THE CONSOLATIONS OF PHILOSOPHY, by Alain de Botton

Penguin, 1997  Kindle, £7.99 ASIN: B002RI9DM4

What is philosophy for? Until 1997 I’d considered the subject too esoteric, too abstract for a science-trained bod like me. Then I attended an author reading of The Untouchable, by John Banville. Alain de Botton was second billing. Banville gave a superb reading – and I do recommend The Untouchable: for its wit and wickedly funny commentary on snobbery and social class as well as for its serious and often deeply poignant moments in the story of Victor Maskell, Keeper of the Queen’s paintings, and Cambridge spy. But I digress…  When Alain de Botton stood to read, he seemed diffident, even a little gauche, yet his humorous, self-deprecating style won the audience over in an instant. I bought The Consolations on the strength of it and was charmed by his understated irony, and his honesty.

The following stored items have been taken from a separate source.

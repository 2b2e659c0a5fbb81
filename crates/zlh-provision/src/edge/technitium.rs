use std::time::Duration;

use serde_json::Value;
use zlh_model::Transport;

use super::{AddressRecord, DnsProvider, EdgeError, EdgeResult, ServiceRecord};
use crate::config::env_string;

#[derive(Debug, Clone)]
pub struct TechnitiumConfig {
    /// Base URL including `/api`.
    pub api_url: String,
    pub token: String,
    pub zone: String,
}

impl TechnitiumConfig {
    pub fn from_env(zone: &str) -> Result<Self, EdgeError> {
        Ok(Self {
            api_url: env_string("TECHNITIUM_API_URL")
                .unwrap_or_else(|| "http://10.60.0.253:5380/api".to_string())
                .trim_end_matches('/')
                .to_string(),
            token: env_string("TECHNITIUM_API_TOKEN")
                .ok_or_else(|| EdgeError::Config("TECHNITIUM_API_TOKEN is required".to_string()))?,
            zone: zone.to_string(),
        })
    }
}

fn is_missing(message: &str) -> bool {
    let m = message.to_ascii_lowercase();
    m.contains("no such record") || m.contains("no such domain") || m.contains("not found")
}

/// Internal authoritative DNS.
pub struct TechnitiumDns {
    http: reqwest::Client,
    cfg: TechnitiumConfig,
}

impl TechnitiumDns {
    pub fn new(cfg: TechnitiumConfig) -> Result<Self, EdgeError> {
        let http = reqwest::Client::builder()
            .user_agent("zlh-control")
            .timeout(Duration::from_secs(15))
            .build()
            .map_err(|source| EdgeError::Transport {
                op: "technitium client",
                source,
            })?;
        Ok(Self { http, cfg })
    }

    /// Technitium answers 200 with `{status: "ok" | "error", errorMessage}`.
    async fn call(&self, op: &'static str, path: &str, params: &[(&str, String)]) -> EdgeResult<Value> {
        let mut form: Vec<(&str, String)> = vec![
            ("token", self.cfg.token.clone()),
            ("zone", self.cfg.zone.clone()),
        ];
        form.extend(params.iter().cloned());
        let resp = self
            .http
            .post(format!("{}{path}", self.cfg.api_url))
            .form(&form)
            .send()
            .await
            .map_err(|source| EdgeError::Transport { op, source })?;
        let status = resp.status();
        let body = resp.text().await.unwrap_or_default();
        if !status.is_success() {
            return Err(EdgeError::Api {
                op,
                status: status.as_u16(),
                body,
            });
        }
        let json: Value = serde_json::from_str(&body).unwrap_or(Value::Null);
        if json.get("status").and_then(Value::as_str) == Some("ok") {
            return Ok(json);
        }
        Err(EdgeError::Rejected {
            op,
            message: json
                .get("errorMessage")
                .and_then(Value::as_str)
                .unwrap_or("technitium error")
                .to_string(),
        })
    }

    async fn records(&self, domain: &str, kind: &str) -> EdgeResult<Vec<Value>> {
        let res = self
            .call("records/get", "/zones/records/get", &[("domain", domain.to_string())])
            .await;
        let json = match res {
            Ok(j) => j,
            Err(EdgeError::Rejected { message, .. }) if is_missing(&message) => return Ok(Vec::new()),
            Err(e) => return Err(e),
        };
        Ok(json
            .pointer("/response/records")
            .and_then(Value::as_array)
            .map(|list| {
                list.iter()
                    .filter(|r| r.get("type").and_then(Value::as_str) == Some(kind))
                    .cloned()
                    .collect()
            })
            .unwrap_or_default())
    }

    async fn delete(&self, params: &[(&str, String)]) -> EdgeResult<()> {
        match self.call("records/delete", "/zones/records/delete", params).await {
            Err(EdgeError::Rejected { message, .. }) if is_missing(&message) => Ok(()),
            other => other.map(|_| ()),
        }
    }
}

fn rdata(rec: &Value) -> &Value {
    rec.get("rData")
        .or_else(|| rec.get("rdata"))
        .unwrap_or(&Value::Null)
}

fn field(v: &Value, key: &str) -> String {
    match v.get(key) {
        Some(Value::String(s)) => s.clone(),
        Some(Value::Number(n)) => n.to_string(),
        _ => "0".to_string(),
    }
}

#[async_trait::async_trait]
impl DnsProvider for TechnitiumDns {
    async fn add_address(&self, rec: &AddressRecord) -> EdgeResult<()> {
        self.call(
            "records/add A",
            "/zones/records/add",
            &[
                ("domain", rec.fqdn.clone()),
                ("type", "A".to_string()),
                ("ttl", rec.ttl.to_string()),
                ("ipAddress", rec.ip.clone()),
                ("overwrite", "true".to_string()),
            ],
        )
        .await
        .map(|_| ())
    }

    async fn delete_address(&self, fqdn: &str) -> EdgeResult<()> {
        for rec in self.records(fqdn, "A").await? {
            let ip = rdata(&rec)
                .get("ipAddress")
                .and_then(Value::as_str)
                .unwrap_or_default()
                .to_string();
            self.delete(&[
                ("domain", fqdn.to_string()),
                ("type", "A".to_string()),
                ("ipAddress", ip),
            ])
            .await?;
        }
        Ok(())
    }

    async fn add_service(&self, rec: &ServiceRecord) -> EdgeResult<()> {
        let owner = ServiceRecord::owner_name(&rec.service, rec.transport, &rec.fqdn);
        self.call(
            "records/add SRV",
            "/zones/records/add",
            &[
                ("domain", owner),
                ("type", "SRV".to_string()),
                ("ttl", rec.ttl.to_string()),
                ("priority", "0".to_string()),
                ("weight", "0".to_string()),
                ("port", rec.port.to_string()),
                ("target", rec.target.clone()),
                ("overwrite", "true".to_string()),
            ],
        )
        .await
        .map(|_| ())
    }

    async fn delete_service(&self, service: &str, transport: Transport, fqdn: &str) -> EdgeResult<()> {
        let owner = ServiceRecord::owner_name(service, transport, fqdn);
        for rec in self.records(&owner, "SRV").await? {
            let data = rdata(&rec);
            let target = data
                .get("target")
                .and_then(Value::as_str)
                .unwrap_or(fqdn)
                .to_string();
            self.delete(&[
                ("domain", owner.clone()),
                ("type", "SRV".to_string()),
                ("priority", field(data, "priority")),
                ("weight", field(data, "weight")),
                ("port", field(data, "port")),
                ("target", target),
            ])
            .await?;
        }
        Ok(())
    }
}
use sea_orm::entity::prelude::*;

/// Durable record of a provisioned container. Written once the guest agent is
/// running; never created speculatively.
#[derive(Clone, Debug, PartialEq, DeriveEntityModel)]
#[sea_orm(table_name = "instances")]
pub struct Model {
    #[sea_orm(primary_key, auto_increment = false)]
    pub id: i32,
    pub customer_id: String,
    pub class: String,
    pub game: Option<String>,
    pub variant: Option<String>,
    pub runtime: Option<String>,
    pub version: Option<String>,
    pub address: Option<String>,
    /// JSON array of port numbers, ascending.
    pub ports: Json,
    pub hostname: String,
    pub agent_state: Option<String>,
    pub agent_last_seen: Option<DateTimeWithTimeZone>,
    pub payload: Json,
    pub created_at: DateTimeWithTimeZone,
    pub updated_at: DateTimeWithTimeZone,
}

#[derive(Copy, Clone, Debug, EnumIter, DeriveRelation)]
pub enum Relation {}

impl ActiveModelBehavior for ActiveModel {}
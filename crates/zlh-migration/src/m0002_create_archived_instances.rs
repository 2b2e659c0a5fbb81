use sea_orm_migration::prelude::*;

#[derive(DeriveMigrationName)]
pub struct Migration;

#[async_trait::async_trait]
impl MigrationTrait for Migration {
    async fn up(&self, manager: &SchemaManager) -> Result<(), DbErr> {
        manager
            .create_table(
                Table::create()
                    .table(ArchivedInstances::Table)
                    .if_not_exists()
                    .col(
                        ColumnDef::new(ArchivedInstances::Id)
                            .uuid()
                            .not_null()
                            .primary_key(),
                    )
                    .col(
                        ColumnDef::new(ArchivedInstances::InstanceId)
                            .integer()
                            .not_null()
                            .unique_key(),
                    )
                    .col(
                        ColumnDef::new(ArchivedInstances::CustomerId)
                            .string()
                            .not_null(),
                    )
                    .col(ColumnDef::new(ArchivedInstances::Class).string().not_null())
                    .col(ColumnDef::new(ArchivedInstances::Game).string().null())
                    .col(ColumnDef::new(ArchivedInstances::Variant).string().null())
                    .col(ColumnDef::new(ArchivedInstances::Runtime).string().null())
                    .col(ColumnDef::new(ArchivedInstances::Version).string().null())
                    .col(ColumnDef::new(ArchivedInstances::Address).string().null())
                    .col(ColumnDef::new(ArchivedInstances::Ports).json().not_null())
                    .col(ColumnDef::new(ArchivedInstances::Hostname).string().not_null())
                    .col(ColumnDef::new(ArchivedInstances::Payload).json().not_null())
                    .col(ColumnDef::new(ArchivedInstances::Reason).string().not_null())
                    .col(
                        ColumnDef::new(ArchivedInstances::ArchivedAt)
                            .timestamp_with_time_zone()
                            .not_null()
                            .default(Expr::current_timestamp()),
                    )
                    .to_owned(),
            )
            .await
    }

    async fn down(&self, manager: &SchemaManager) -> Result<(), DbErr> {
        manager
            .drop_table(Table::drop().table(ArchivedInstances::Table).to_owned())
            .await
    }
}

#[derive(DeriveIden)]
enum ArchivedInstances {
    Table,
    Id,
    InstanceId,
    CustomerId,
    Class,
    Game,
    Variant,
    Runtime,
    Version,
    Address,
    Ports,
    Hostname,
    Payload,
    Reason,
    ArchivedAt,
}
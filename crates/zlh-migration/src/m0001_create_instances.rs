use sea_orm_migration::prelude::*;

#[derive(DeriveMigrationName)]
pub struct Migration;

#[async_trait::async_trait]
impl MigrationTrait for Migration {
    async fn up(&self, manager: &SchemaManager) -> Result<(), DbErr> {
        manager
            .create_table(
                Table::create()
                    .table(Instances::Table)
                    .if_not_exists()
                    .col(
                        ColumnDef::new(Instances::Id)
                            .integer()
                            .not_null()
                            .primary_key(),
                    )
                    .col(ColumnDef::new(Instances::CustomerId).string().not_null())
                    .col(ColumnDef::new(Instances::Class).string().not_null())
                    .col(ColumnDef::new(Instances::Game).string().null())
                    .col(ColumnDef::new(Instances::Variant).string().null())
                    .col(ColumnDef::new(Instances::Runtime).string().null())
                    .col(ColumnDef::new(Instances::Version).string().null())
                    .col(ColumnDef::new(Instances::Address).string().null())
                    .col(ColumnDef::new(Instances::Ports).json().not_null())
                    .col(ColumnDef::new(Instances::Hostname).string().not_null())
                    .col(ColumnDef::new(Instances::AgentState).string().null())
                    .col(
                        ColumnDef::new(Instances::AgentLastSeen)
                            .timestamp_with_time_zone()
                            .null(),
                    )
                    .col(ColumnDef::new(Instances::Payload).json().not_null())
                    .col(
                        ColumnDef::new(Instances::CreatedAt)
                            .timestamp_with_time_zone()
                            .not_null()
                            .default(Expr::current_timestamp()),
                    )
                    .col(
                        ColumnDef::new(Instances::UpdatedAt)
                            .timestamp_with_time_zone()
                            .not_null()
                            .default(Expr::current_timestamp()),
                    )
                    .to_owned(),
            )
            .await?;

        manager
            .create_index(
                Index::create()
                    .name("idx_instances_customer_id")
                    .table(Instances::Table)
                    .col(Instances::CustomerId)
                    .to_owned(),
            )
            .await
    }

    async fn down(&self, manager: &SchemaManager) -> Result<(), DbErr> {
        manager
            .drop_index(
                Index::drop()
                    .name("idx_instances_customer_id")
                    .table(Instances::Table)
                    .to_owned(),
            )
            .await?;

        manager
            .drop_table(Table::drop().table(Instances::Table).to_owned())
            .await
    }
}

#[derive(DeriveIden)]
enum Instances {
    Table,
    Id,
    CustomerId,
    Class,
    Game,
    Variant,
    Runtime,
    Version,
    Address,
    Ports,
    Hostname,
    AgentState,
    AgentLastSeen,
    Payload,
    CreatedAt,
    UpdatedAt,
}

His clear, uncluttered prose sets out the philosophies of Socrates, Epicurus, Seneca, Montaigne and Nietzsche, among others, offering consolations for the unpopular, the poor, the frustrated, the inadequate, and even the broken-hearted from these great thinkers’ lives and teachings – and many philosophers had difficult lives and brutal endings.  Is it perverse to be consoled that even the deepest thinkers don’t have alchemical access to the state of bliss? Perhaps, but there is consolation in de Botton’s accessible, witty, book, and in his conclusion that: ‘A virtuous, ordinary life, striving for wisdom, but never far from folly, is achievement enough.’